After the recent controversy surrounding payment protection insurance, anyone about to take out a mortgage, loan or credit card, might feel inclined to risk illness or redundancy rather than pay over the odds for this cover.

PPI has come under intense scrutiny from regulators after a complaint that lenders were using hard-hitting sales tactics and often signing up people who would be ineligible to make an insurance claim.

But criticism has mainly been directed at the high street lenders. If you feel you still want cover, it could make sense to look to a number of independent brokers that will almost always offer you a better deal.

PPI cover safeguards loan repayments in the event of sickness, accidental injury or unexpected unemployment. The Association of British Insurers says that, as long as the policy is well structured and proper measures are taken to ensure its suitability, it can provide worthwhile cover.

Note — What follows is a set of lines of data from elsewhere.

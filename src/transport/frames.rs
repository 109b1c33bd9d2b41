//! Discrete-message facade over a channel.

use std::sync::Arc;

use bytes::Bytes;

use crate::core::LanesResult;
use crate::transport::channel::Channel;
use crate::transport::wire::SocketId;

/// A channel exchanging discrete messages.
///
/// Each send is one datagram; delivery is best-effort on the data path
/// (no acknowledgement round-trip), and inbound payloads are handed to
/// the registered callback synchronously from the socket's receive pump
/// together with their sequence order.
pub struct FrameChannel {
    channel: Arc<Channel>,
}

impl FrameChannel {
    pub(crate) fn new(channel: Arc<Channel>) -> Self {
        Self { channel }
    }

    /// The underlying channel.
    pub fn channel(&self) -> &Channel {
        &self.channel
    }

    /// Identity of the remote endpoint.
    pub fn remote_id(&self) -> SocketId {
        self.channel.peer().remote_id()
    }

    /// This side's channel port.
    pub fn local_port(&self) -> u16 {
        self.channel.local_port()
    }

    /// The remote side's channel port.
    pub fn remote_port(&self) -> u16 {
        self.channel.remote_port()
    }

    /// Largest payload one frame can carry.
    pub fn max_payload(&self) -> usize {
        self.channel.max_payload()
    }

    /// Whether the channel has been disconnected.
    pub fn is_disconnected(&self) -> bool {
        self.channel.is_disconnected()
    }

    /// Install the receive callback.
    ///
    /// Runs on the receive pump; keep it short.
    pub fn on_frame<F>(&self, handler: F)
    where
        F: Fn(Bytes, u32) + Send + Sync + 'static,
    {
        self.channel.set_frame_handler(Some(Arc::new(handler)));
    }

    /// Remove the receive callback.
    pub fn clear_on_frame(&self) {
        self.channel.set_frame_handler(None);
    }

    /// Send one discrete message.
    ///
    /// Fails with [`FrameTooLarge`](crate::LanesError::FrameTooLarge) if
    /// `payload` exceeds [`max_payload`](Self::max_payload).
    pub async fn send(&self, payload: &[u8]) -> LanesResult<()> {
        self.channel.write_frame(payload).await
    }

    /// Disconnect the channel and wait for the peer's acknowledgement.
    pub async fn disconnect(&self) -> LanesResult<()> {
        self.channel.disconnect().await
    }
}
impl Channel {
    pub(crate) fn new(
        peer: Arc<Peer>,
        remote_addr: SocketAddr,
        local_port: u16,
        remote_port: u16,
        buffered: bool,
        client: bool,
    ) -> Arc<Self> {
        Arc::new(Self {
            peer,
            remote_addr,
            local_port,
            remote_port,
            buffered,
            direction: if client {
                FrameFlags::IS_CLIENT_CALL
            } else {
                FrameFlags::NONE
            },
            give_back: client,
            disconnected: AtomicBool::new(false),
            recv: Mutex::new(RecvState {
                next_order: 0,
                ring: buffered.then(|| SegmentRing::new(RING_CAPACITY)),
            }),
            data_ready: Notify::new(),
            send_order: AtomicU32::new(0),
            pending_ack: Mutex::new(None),
            on_frame: Mutex::new(None),
        })
    }

    /// The peer this channel belongs to.
    pub(crate) fn peer(&self) -> &Arc<Peer> {
        &self.peer
    }

    /// UDP address frames are sent to.
    pub fn remote_addr(&self) -> SocketAddr {
        self.remote_addr
    }

    /// This side's channel port.
    pub fn local_port(&self) -> u16 {
        self.local_port
    }

    /// The remote side's channel port.
    pub fn remote_port(&self) -> u16 {
        self.remote_port
    }

    /// Whether inbound data is buffered for blocking reads (stream mode).
    pub fn is_buffered(&self) -> bool {
        self.buffered
    }

    /// Whether the channel has reached its terminal state.
    pub fn is_disconnected(&self) -> bool {
        self.disconnected.load(Ordering::Acquire)
    }

    pub(crate) fn direction(&self) -> FrameFlags {
        self.direction
    }

    /// Largest payload one frame to this peer can carry.
    pub fn max_payload(&self) -> usize {
        self.peer.data_size()
    }

    fn ensure_connected(&self) -> LanesResult<()> {
        if self.is_disconnected() {
            return Err(LanesError::Disconnected);
        }
        Ok(())
    }

    // -------------------------------------------------------------------------
    // Receive path (called from the socket's receive pump)
    // -------------------------------------------------------------------------

    /// Run an inbound data frame through the ordering check.
    ///
    /// `order == next` buffers and advances; `order == next - 1` is the
    /// previously delivered frame resent because our ack was lost, so it
    /// is re-acknowledged without being re-buffered; anything else is
    /// dropped. A full ring rejects the frame unacknowledged.
    pub(crate) fn accept_data(&self, segment: Bytes, order: u32) -> RecvDisposition {
        let mut recv = self.recv.lock();

        if recv.next_order == order {
            let Some(ring) = recv.ring.as_mut() else {
                return RecvDisposition::Discarded;
            };
            if ring.push(segment) {
                recv.next_order = recv.next_order.wrapping_add(1);
                drop(recv);
                self.data_ready.notify_one();
                RecvDisposition::Accepted
            } else {
                RecvDisposition::Discarded
            }
        } else if recv.next_order == order.wrapping_add(1) {
            RecvDisposition::Repeated
        } else {
            RecvDisposition::Discarded
        }
    }

    /// Hand a payload to the registered frames callback, if any.
    pub(crate) fn deliver_frame(&self, payload: Bytes, order: u32) {
        let handler = self.on_frame.lock().clone();
        if let Some(handler) = handler {
            handler(payload, order);
        }
    }

    /// Install or clear the frames callback.
    pub(crate) fn set_frame_handler(&self, handler: Option<Arc<FrameHandler>>) {
        *self.on_frame.lock() = handler;
    }

    /// Resolve an inbound acknowledgement against the outstanding send.
    ///
    /// `Some(order)` completes the wait only when it names the
    /// outstanding order (stale acks are ignored); `None` is a
    /// disconnect acknowledgement and always completes it.
    pub(crate) fn complete_ack(&self, order: Option<u32>) {
        let mut slot = self.pending_ack.lock();
        let matches = match (&*slot, order) {
            (Some(pending), Some(order)) => pending.order == order,
            (Some(_), None) => true,
            (None, _) => false,
        };
        if matches {
            if let Some(pending) = slot.take() {
                let _ = pending.tx.send(());
            }
        }
    }

    /// Mark the channel disconnected and wake any blocked reader so it
    /// observes end-of-stream instead of a timeout.
    pub(crate) fn mark_disconnected(&self) {
        self.disconnected.store(true, Ordering::Release);
        self.data_ready.notify_one();
    }

    // -------------------------------------------------------------------------
    // Send path
    // -------------------------------------------------------------------------

    fn arm_ack(&self, order: u32) -> oneshot::Receiver<()> {
        let (tx, rx) = oneshot::channel();
        *self.pending_ack.lock() = Some(AckSlot { order, tx });
        rx
    }

    /// Announce this channel to the remote and wait for its acknowledgement.
    pub(crate) async fn establish(&self) -> LanesResult<()> {
        let mut flags = FrameFlags::CREATE_CHANNEL;
        if self.buffered {
            flags = flags | FrameFlags::CHANNEL_AS_STREAM;
        }
        self.control_round(flags).await
    }

    /// Tear the channel down: send the disconnect control frame, wait
    /// for its acknowledgement with the usual retry budget, and leave
    /// the channel in its terminal state either way.
    pub(crate) async fn disconnect(&self) -> LanesResult<()> {
        if self.is_disconnected() {
            return Ok(());
        }
        let result = self.control_round(FrameFlags::DISCONNECT).await;
        self.mark_disconnected();
        result
    }

    // Control frames ride order 0 and leave the send counter alone; the
    // next data frame starts the order sequence.
    async fn control_round(&self, flags: FrameFlags) -> LanesResult<()> {
        let rx = self.arm_ack(0);
        let socket = self.peer.socket()?;
        socket.send_channel_frame(self, flags, 0, &[], Some(rx)).await
    }

    /// Send up to one frame's worth of `data` and wait for the matching
    /// acknowledgement. Returns the number of bytes actually sent.
    pub(crate) async fn write_acked(&self, data: &[u8]) -> LanesResult<usize> {
        self.ensure_connected()?;

        let order = self.send_order.load(Ordering::Acquire);
        let count = data.len().min(self.peer.data_size());
        let rx = self.arm_ack(order);
        let socket = self.peer.socket()?;
        socket
            .send_channel_frame(self, FrameFlags::NONE, order, &data[..count], Some(rx))
            .await?;
        self.send_order.store(order.wrapping_add(1), Ordering::Release);
        Ok(count)
    }

    /// Send one discrete frame without waiting for acknowledgement.
    pub(crate) async fn write_frame(&self, payload: &[u8]) -> LanesResult<()> {
        self.ensure_connected()?;

        let max = self.peer.data_size();
        if payload.len() > max {
            return Err(LanesError::FrameTooLarge {
                len: payload.len(),
                max,
            });
        }

        let order = self.send_order.load(Ordering::Acquire);
        let socket = self.peer.socket()?;
        socket
            .send_channel_frame(self, FrameFlags::NONE, order, payload, None)
            .await?;
        self.send_order.store(order.wrapping_add(1), Ordering::Release);
        Ok(())
    }

    // -------------------------------------------------------------------------
    // Consumer read path (stream channels)
    // -------------------------------------------------------------------------

    /// Copy buffered bytes into `dst`, blocking up to `timeout` per wait
    /// for data to arrive.
    ///
    /// Returns `Ok(0)` once the channel is disconnected (end-of-stream).
    pub(crate) async fn read(&self, dst: &mut [u8], timeout: Duration) -> LanesResult<usize> {
        if dst.is_empty() {
            return Ok(0);
        }

        loop {
            let notified = self.data_ready.notified();

            if self.is_disconnected() {
                return Ok(0);
            }

            {
                let mut recv = self.recv.lock();
                let Some(ring) = recv.ring.as_mut() else {
                    return Ok(0);
                };
                let mut total = 0;
                loop {
                    let n = ring.read(&mut dst[total..]);
                    if n == 0 {
                        break;
                    }
                    total += n;
                    if total == dst.len() {
                        break;
                    }
                }
                if total > 0 {
                    return Ok(total);
                }
            }

            if tokio::time::timeout(timeout, notified).await.is_err() {
                return Err(LanesError::ReadTimeout);
            }
        }
    }
}
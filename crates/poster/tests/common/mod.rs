//! In-memory fakes for the poster's ports.

#![allow(dead_code)]

use std::sync::atomic::{AtomicBool, AtomicUsize, Ordering};
use std::sync::{Arc, Mutex};
use std::time::Duration;

use async_trait::async_trait;
use chrono::{TimeZone, Utc};
use fantrax_core::types::{DbId, PostNumber, Timestamp};
use fantrax_db::models::recommendation::Recommendation;
use fantrax_poster::{PostingStore, StoreError};
use fantrax_telegram::{DeliveryChannel, MessageId, TelegramError};

// ---------------------------------------------------------------------------
// Store
// ---------------------------------------------------------------------------

/// Vec-backed store with the same conditional-update semantics as Postgres.
#[derive(Default)]
pub struct MemoryStore {
    rows: Mutex<Vec<Recommendation>>,
    paused: AtomicBool,
    fail_commit: AtomicBool,
    /// Artificial latency on every read, to widen race windows.
    read_delay: Mutex<Option<Duration>>,
}

impl MemoryStore {
    pub fn with_rows(rows: Vec<Recommendation>) -> Arc<Self> {
        Arc::new(Self {
            rows: Mutex::new(rows),
            ..Default::default()
        })
    }

    pub fn set_paused(&self, paused: bool) {
        self.paused.store(paused, Ordering::SeqCst);
    }

    pub fn fail_commits(&self) {
        self.fail_commit.store(true, Ordering::SeqCst);
    }

    pub fn set_read_delay(&self, delay: Duration) {
        *self.read_delay.lock().unwrap() = Some(delay);
    }

    pub fn snapshot(&self) -> Vec<Recommendation> {
        self.rows.lock().unwrap().clone()
    }

    pub fn get(&self, id: DbId) -> Recommendation {
        self.snapshot()
            .into_iter()
            .find(|r| r.id == id)
            .expect("row exists")
    }

    async fn maybe_delay(&self) {
        let delay = *self.read_delay.lock().unwrap();
        if let Some(d) = delay {
            tokio::time::sleep(d).await;
        }
    }
}

#[async_trait]
impl PostingStore for MemoryStore {
    async fn is_paused(&self) -> Result<bool, StoreError> {
        Ok(self.paused.load(Ordering::SeqCst))
    }

    async fn pick_random_unposted(&self) -> Result<Option<Recommendation>, StoreError> {
        self.maybe_delay().await;
        // Deterministic "random": the first unposted row.
        Ok(self
            .rows
            .lock()
            .unwrap()
            .iter()
            .find(|r| !r.is_posted)
            .cloned())
    }

    async fn max_post_number(&self) -> Result<PostNumber, StoreError> {
        self.maybe_delay().await;
        Ok(self
            .rows
            .lock()
            .unwrap()
            .iter()
            .filter_map(|r| r.post_number)
            .max()
            .unwrap_or(0))
    }

    async fn mark_posted(
        &self,
        id: DbId,
        post_number: PostNumber,
        posted_at: Timestamp,
    ) -> Result<(), StoreError> {
        if self.fail_commit.load(Ordering::SeqCst) {
            return Err(StoreError::Database(sqlx::Error::PoolTimedOut));
        }
        let mut rows = self.rows.lock().unwrap();
        if rows.iter().any(|r| r.post_number == Some(post_number)) {
            return Err(StoreError::Database(sqlx::Error::Protocol(
                "duplicate post_number".into(),
            )));
        }
        match rows.iter_mut().find(|r| r.id == id && !r.is_posted) {
            Some(row) => {
                row.is_posted = true;
                row.post_number = Some(post_number);
                row.posted_at = Some(posted_at);
                Ok(())
            }
            None => Err(StoreError::AlreadyPosted(id)),
        }
    }
}

// ---------------------------------------------------------------------------
// Channel
// ---------------------------------------------------------------------------

#[derive(Debug, Clone, PartialEq, Eq)]
pub enum Sent {
    Text(String),
    Image { url: String, caption: String },
}

/// Records every send and pin.
#[derive(Default)]
pub struct RecordingChannel {
    pub sent: Mutex<Vec<Sent>>,
    pub pinned: Mutex<Vec<MessageId>>,
    next_id: AtomicUsize,
    fail_send: AtomicBool,
    fail_pin: AtomicBool,
    send_delay: Mutex<Option<Duration>>,
}

impl RecordingChannel {
    pub fn new() -> Arc<Self> {
        Arc::new(Self::default())
    }

    pub fn fail_sends(&self) {
        self.fail_send.store(true, Ordering::SeqCst);
    }

    pub fn fail_pins(&self) {
        self.fail_pin.store(true, Ordering::SeqCst);
    }

    pub fn set_send_delay(&self, delay: Duration) {
        *self.send_delay.lock().unwrap() = Some(delay);
    }

    pub fn sent(&self) -> Vec<Sent> {
        self.sent.lock().unwrap().clone()
    }

    pub fn send_count(&self) -> usize {
        self.sent.lock().unwrap().len()
    }

    async fn record(&self, sent: Sent) -> Result<MessageId, TelegramError> {
        let delay = *self.send_delay.lock().unwrap();
        if let Some(d) = delay {
            tokio::time::sleep(d).await;
        }
        if self.fail_send.load(Ordering::SeqCst) {
            return Err(TelegramError::Api {
                status: 400,
                description: "Bad Request: chat not found".into(),
            });
        }
        self.sent.lock().unwrap().push(sent);
        Ok(100 + self.next_id.fetch_add(1, Ordering::SeqCst) as MessageId)
    }
}

#[async_trait]
impl DeliveryChannel for RecordingChannel {
    async fn send_text(&self, html: &str) -> Result<MessageId, TelegramError> {
        self.record(Sent::Text(html.to_string())).await
    }

    async fn send_image(
        &self,
        image_url: &str,
        caption_html: &str,
    ) -> Result<MessageId, TelegramError> {
        self.record(Sent::Image {
            url: image_url.to_string(),
            caption: caption_html.to_string(),
        })
        .await
    }

    async fn pin(&self, message_id: MessageId) -> Result<(), TelegramError> {
        if self.fail_pin.load(Ordering::SeqCst) {
            return Err(TelegramError::Api {
                status: 400,
                description: "Bad Request: not enough rights to pin".into(),
            });
        }
        self.pinned.lock().unwrap().push(message_id);
        Ok(())
    }
}

// ---------------------------------------------------------------------------
// Rows
// ---------------------------------------------------------------------------

pub fn submitted_at() -> Timestamp {
    Utc.with_ymd_and_hms(2026, 10, 1, 12, 0, 0).unwrap()
}

pub fn unposted(id: DbId, album: &str) -> Recommendation {
    Recommendation {
        id,
        submitter_name: format!("Member {id}"),
        album_title: Some(album.to_string()),
        artist_name: Some("Some Artist".to_string()),
        context: "Give it a spin".to_string(),
        spotify_url: Some(format!("https://open.spotify.com/album/{id}")),
        apple_music_url: None,
        songlink_url: Some(format!("https://album.link/s/{id}")),
        album_art_url: None,
        submitted_at: submitted_at(),
        is_posted: false,
        posted_at: None,
        post_number: None,
    }
}
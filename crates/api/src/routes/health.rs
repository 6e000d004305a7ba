use axum::extract::State;
use axum::{routing::get, Json, Router};
use serde::Serialize;

use crate::state::AppState;

/// Health check response payload.
#[derive(Serialize)]
pub struct HealthResponse {
    /// Overall service status.
    pub status: &'static str,
    /// Crate version from Cargo.toml.
    pub version: &'static str,
    /// Whether the database is reachable.
    pub db_healthy: bool,
}

/// GET /health -- returns service and database health.
async fn health_check(State(state): State<AppState>) -> Json<HealthResponse> {
    let db_healthy = fantrax_db::health_check(&state.pool).await.is_ok();

    let status = if db_healthy { "ok" } else { "degraded" };

    Json(HealthResponse {
        status,
        version: env!("CARGO_PKG_VERSION"),
        db_healthy,
    })
}

/// Mount health check routes (root level, NOT under `/api/v1`).
pub fn router() -> Router<AppState> {
    Router::new().route("/health", get(health_check))
}
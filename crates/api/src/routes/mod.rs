pub mod admin;
pub mod health;
pub mod submissions;

use axum::Router;

use crate::state::AppState;

/// Build the `/api/v1` route tree.
///
/// Route hierarchy:
///
/// ```text
/// /submissions                  submit a recommendation (POST)
/// /queue                        unposted recommendations, oldest first
///
/// /admin/login                  check the admin password (POST)
/// /admin/status                 pause flag, queue size, schedule
/// /admin/pause                  pause posting (POST)
/// /admin/resume                 resume posting (POST)
/// /admin/posted                 posting history
/// /admin/trigger-post           post one recommendation now (POST)
/// ```
pub fn api_routes() -> Router<AppState> {
    Router::new()
        .merge(submissions::router())
        .nest("/admin", admin::router())
}
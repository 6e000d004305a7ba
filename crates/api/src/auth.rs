//! Shared-secret checks for submitters and the admin.
//!
//! Both secrets are compared as SHA-256 digests so the comparison time does
//! not depend on how much of the candidate matches.

use fantrax_core::error::CoreError;
use sha2::{Digest, Sha256};

use crate::config::ServerConfig;
use crate::error::AppError;

fn digest_eq(candidate: &str, expected: &str) -> bool {
    Sha256::digest(candidate.as_bytes()) == Sha256::digest(expected.as_bytes())
}

/// Reject the request with 401 unless `candidate` is the admin password.
pub fn require_admin(config: &ServerConfig, candidate: &str) -> Result<(), AppError> {
    if digest_eq(candidate, &config.admin_password) {
        Ok(())
    } else {
        tracing::warn!("Rejected admin request with invalid password");
        Err(CoreError::Unauthorized("Invalid password".into()).into())
    }
}

/// Reject the submission with 403 unless `candidate` is the access code.
pub fn require_access_code(config: &ServerConfig, candidate: &str) -> Result<(), AppError> {
    if digest_eq(candidate, &config.access_code) {
        Ok(())
    } else {
        Err(CoreError::Forbidden("Invalid access code".into()).into())
    }
}
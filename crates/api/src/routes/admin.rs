//! Admin routes mounted at `/admin`.

use axum::routing::{get, post};
use axum::Router;

use crate::handlers::admin;
use crate::state::AppState;

/// ```text
/// POST /login        -> login
/// GET  /status       -> status
/// POST /pause        -> pause
/// POST /resume       -> resume
/// GET  /posted       -> list_posted
/// POST /trigger-post -> trigger_post
/// ```
pub fn router() -> Router<AppState> {
    Router::new()
        .route("/login", post(admin::login))
        .route("/status", get(admin::status))
        .route("/pause", post(admin::pause))
        .route("/resume", post(admin::resume))
        .route("/posted", get(admin::list_posted))
        .route("/trigger-post", post(admin::trigger_post))
}
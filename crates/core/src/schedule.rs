//! Weekly posting calendar.
//!
//! A [`PostingSchedule`] is a set of weekdays plus one wall-clock time in
//! one IANA time zone (by default Monday, Wednesday and Friday at 07:00
//! Europe/London). The scheduler only ever asks one question of it: when is
//! the next fire time strictly after a given instant.

use std::fmt;

use chrono::{Datelike, Days, LocalResult, NaiveDate, NaiveTime, TimeZone, Utc, Weekday};
use chrono_tz::Tz;

use crate::error::CoreError;
use crate::types::Timestamp;

/// Default posting days.
pub const DEFAULT_WEEKDAYS: &str = "mon,wed,fri";

/// Default posting time (24h `HH:MM`).
pub const DEFAULT_TIME: &str = "07:00";

/// Default time zone for interpreting [`DEFAULT_TIME`].
pub const DEFAULT_TIMEZONE: &str = "Europe/London";

#[derive(Debug, Clone, PartialEq, Eq)]
pub struct PostingSchedule {
    /// Sorted Monday-first, no duplicates, never empty.
    weekdays: Vec<Weekday>,
    time: NaiveTime,
    tz: Tz,
}

impl PostingSchedule {
    /// Build a schedule from already-typed parts.
    pub fn new(weekdays: &[Weekday], time: NaiveTime, tz: Tz) -> Result<Self, CoreError> {
        let mut days = weekdays.to_vec();
        days.sort_by_key(|d| d.num_days_from_monday());
        days.dedup();

        if days.is_empty() {
            return Err(CoreError::Validation(
                "Posting schedule needs at least one weekday".into(),
            ));
        }

        Ok(Self {
            weekdays: days,
            time,
            tz,
        })
    }

    /// Parse a schedule from its configuration strings.
    ///
    /// * `weekdays` -- comma-separated day names, e.g. `"mon,wed,fri"`.
    /// * `time` -- 24h `HH:MM`.
    /// * `tz` -- IANA zone name, e.g. `"Europe/London"`.
    pub fn parse(weekdays: &str, time: &str, tz: &str) -> Result<Self, CoreError> {
        let days = weekdays
            .split(',')
            .map(str::trim)
            .filter(|s| !s.is_empty())
            .map(|s| {
                s.parse::<Weekday>()
                    .map_err(|_| CoreError::Validation(format!("Unknown weekday '{s}'")))
            })
            .collect::<Result<Vec<_>, _>>()?;

        let time = NaiveTime::parse_from_str(time.trim(), "%H:%M").map_err(|_| {
            CoreError::Validation(format!("Posting time '{time}' must be HH:MM"))
        })?;

        let tz = tz
            .trim()
            .parse::<Tz>()
            .map_err(|_| CoreError::Validation(format!("Unknown time zone '{tz}'")))?;

        Self::new(&days, time, tz)
    }

    pub fn weekdays(&self) -> &[Weekday] {
        &self.weekdays
    }

    pub fn time(&self) -> NaiveTime {
        self.time
    }

    pub fn timezone(&self) -> Tz {
        self.tz
    }

    /// The first fire time strictly after `after`.
    ///
    /// Strictness is what keeps a tick from firing twice: feeding a fire
    /// time back in always yields the following slot.
    pub fn next_after(&self, after: Timestamp) -> Timestamp {
        let mut date = after.with_timezone(&self.tz).date_naive();
        loop {
            if self.weekdays.contains(&date.weekday()) {
                let candidate = self.fire_time_on(date);
                if candidate > after {
                    return candidate;
                }
            }
            date = date + Days::new(1);
        }
    }

    /// Resolve the local fire time on `date` to a UTC instant.
    ///
    /// On a DST fall-back day the earlier of the two instants wins. On a
    /// spring-forward day where the wall-clock time does not exist, the
    /// post fires one hour later in wall-clock terms.
    fn fire_time_on(&self, date: NaiveDate) -> Timestamp {
        let local = date.and_time(self.time);
        let resolved = match self.tz.from_local_datetime(&local) {
            LocalResult::Single(t) => t,
            LocalResult::Ambiguous(earliest, _) => earliest,
            LocalResult::None => self
                .tz
                .from_local_datetime(&(local + chrono::Duration::hours(1)))
                .earliest()
                .unwrap_or_else(|| self.tz.from_utc_datetime(&local)),
        };
        resolved.with_timezone(&Utc)
    }
}

impl fmt::Display for PostingSchedule {
    fn fmt(&self, f: &mut fmt::Formatter<'_>) -> fmt::Result {
        let days: Vec<String> = self.weekdays.iter().map(|d| d.to_string()).collect();
        write!(
            f,
            "{} at {} {}",
            days.join("/"),
            self.time.format("%H:%M"),
            self.tz.name()
        )
    }
}

impl Default for PostingSchedule {
    fn default() -> Self {
        Self {
            weekdays: vec![Weekday::Mon, Weekday::Wed, Weekday::Fri],
            time: NaiveTime::from_hms_opt(7, 0, 0).unwrap_or_default(),
            tz: chrono_tz::Europe::London,
        }
    }
}

// ---------------------------------------------------------------------------
// Tests
// ---------------------------------------------------------------------------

High street lenders often automatically include PPI in their quotes but you can always ask for it to be excluded and then shop around for the best deal. Standalone providers, such as Paymentcare and Britishinsurance.com, generally undercut high street banks and building societies by at least a third – and some can save you up to 60 per cent – and they also often offer more generous and flexible terms.

Claims made through standalone policies can usually be backdated to the claim date, whereas policies from high street lenders often include a 30 or 60- day excess period during which no benefit will be received.

Independent brokers also generally allow policyholders to amend the terms of their insurance cover during the policy, cancel it at short notice and pay premiums monthly. They are also flexible about what the cover will include. You can elect just for accident and sickness cover, just unemployment cover or both and add life cover if you want.

High street lenders have been criticised for their “one size fits all” approach – especially as add-ons such as life cover can generally be obtained cheaply elsewhere. The high street banks also often demand lump sum PPI premiums upfront, which are added on to the loan and interest is charged on them as well as the balance of the loan.

According to Moneyfacts, Paymentcare and Britishinsurance.com tend to offer the cheapest cover for personal loans. Premiums for loan cover will vary according to whether you have cover for death, terminal illness, unemployment and/or accident and sickness. Britishinsurance.com has also just launched a low cost mortgage product, which claims to offer premiums at 68 per cent of the average price charged by the top 10 high-street lenders.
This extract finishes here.